Make Yourself Universal Cleaning Detergent
Take 5-6 small soapnut pods (or 3-4 bigger ones) and break them into pieces. Put them into big saucepan and add 5-6 cups of water. After water starts boiling, reduce the temperature and leave them on the stove for about 30 minutes. You will get watery brown-orange substance. When you leave it it usually gets darker and thicker. This cleaner doesn’t make as much foam and bubbles as soap, but it has the same strong cleaning properties. This liquid can be used as it is, or diluted for various purposes.

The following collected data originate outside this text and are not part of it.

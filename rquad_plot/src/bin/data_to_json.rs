mod common;

use color_eyre::eyre::WrapErr;
use color_eyre::Report;
use rquad_plot::BenchmarkLogParser;

fn main() -> Result<(), Report> {
    color_eyre::install()?;
    common::init_tracing();

    let app = common::app(
        "data_to_json",
        "Prints the data points of each rquad benchmark as JSON.",
    );
    let matches = app.get_matches();

    let filename = match common::filename(&matches) {
        Some(filename) => filename,
        // without a benchmark log there's nothing to do
        None => return Ok(()),
    };
    let config = common::plot_config(&matches)?;

    let results = BenchmarkLogParser::new(&config)
        .parse_file(filename)
        .wrap_err("parse benchmark log")?;
    let json = serde_json::to_string_pretty(&results)
        .wrap_err("serialize benchmark data")?;
    println!("{}", json);
    Ok(())
}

- Shampoo for your hair and body
- Put the solution into foam dispenser and use it as hand soap or dish washing detergent
- Pet shampoo
- Laundry detergent – 1 or 2 tbs are enough, depending on the temperature and the load
- Perfect cleaner for all kinds of surfaces, including leather, hardwood floors, countertops etc
- This solution also works as great stain removal product, especially for fresh stains and spots on your garment, upholstery and carpets
- When diluted and put in a spray container soapnut liquid can be used as excellent pesticide – just spray the leaves of you plants, or spray the aunt nest in your home
How to Preserve the Soapnut Liquid Longer
As any other natural ingredient soapnut liquid can’t last forever. Usually the solution can stay on the kitchen shelf in glass container, like jar or glass bottle for about 2 weeks. Putting it into the refrigerator can keep it good for about month. Some people add about 1 teaspoon citric acid per liter liquid. Citric acid is widely known as natural conservant and it is considered to be totally safe. Before you put it to soapnut liquid dissolve the acid with few drops of warm water.
Does Soapnuts Have Any Specific Smell?
Soapnuts has light natural scent, but cannot flavor your laundry. If you like you can add few drops of natural scented oils to the solution – this will not spoil its cleaning properties. Tea tree oil and eucalyptus have antibacterial effect, clove or orange oil will chase away moths from seasonal clothes to be put on storage. Almonds is make your hair grow faster, so almond oil can be added to the soapnut solution that you’re using as a shampoo. Just note, that essential oil can have very strong effects on our body, so you need to make adequate research on which oil will be right for you and never use more than recommended or prescribed dose.
Soapnuts can be ordered from organic on-line shops. There are plenty of videos and interesting recipes on the web explaining how to make various products using soapnuts. No matter what you will use them for, you will be fascinated. I have been using soapnut liquid for my laundry and as shower gel for a long time. Since then I forgot about rashes and itches that common commercial products usually gave me.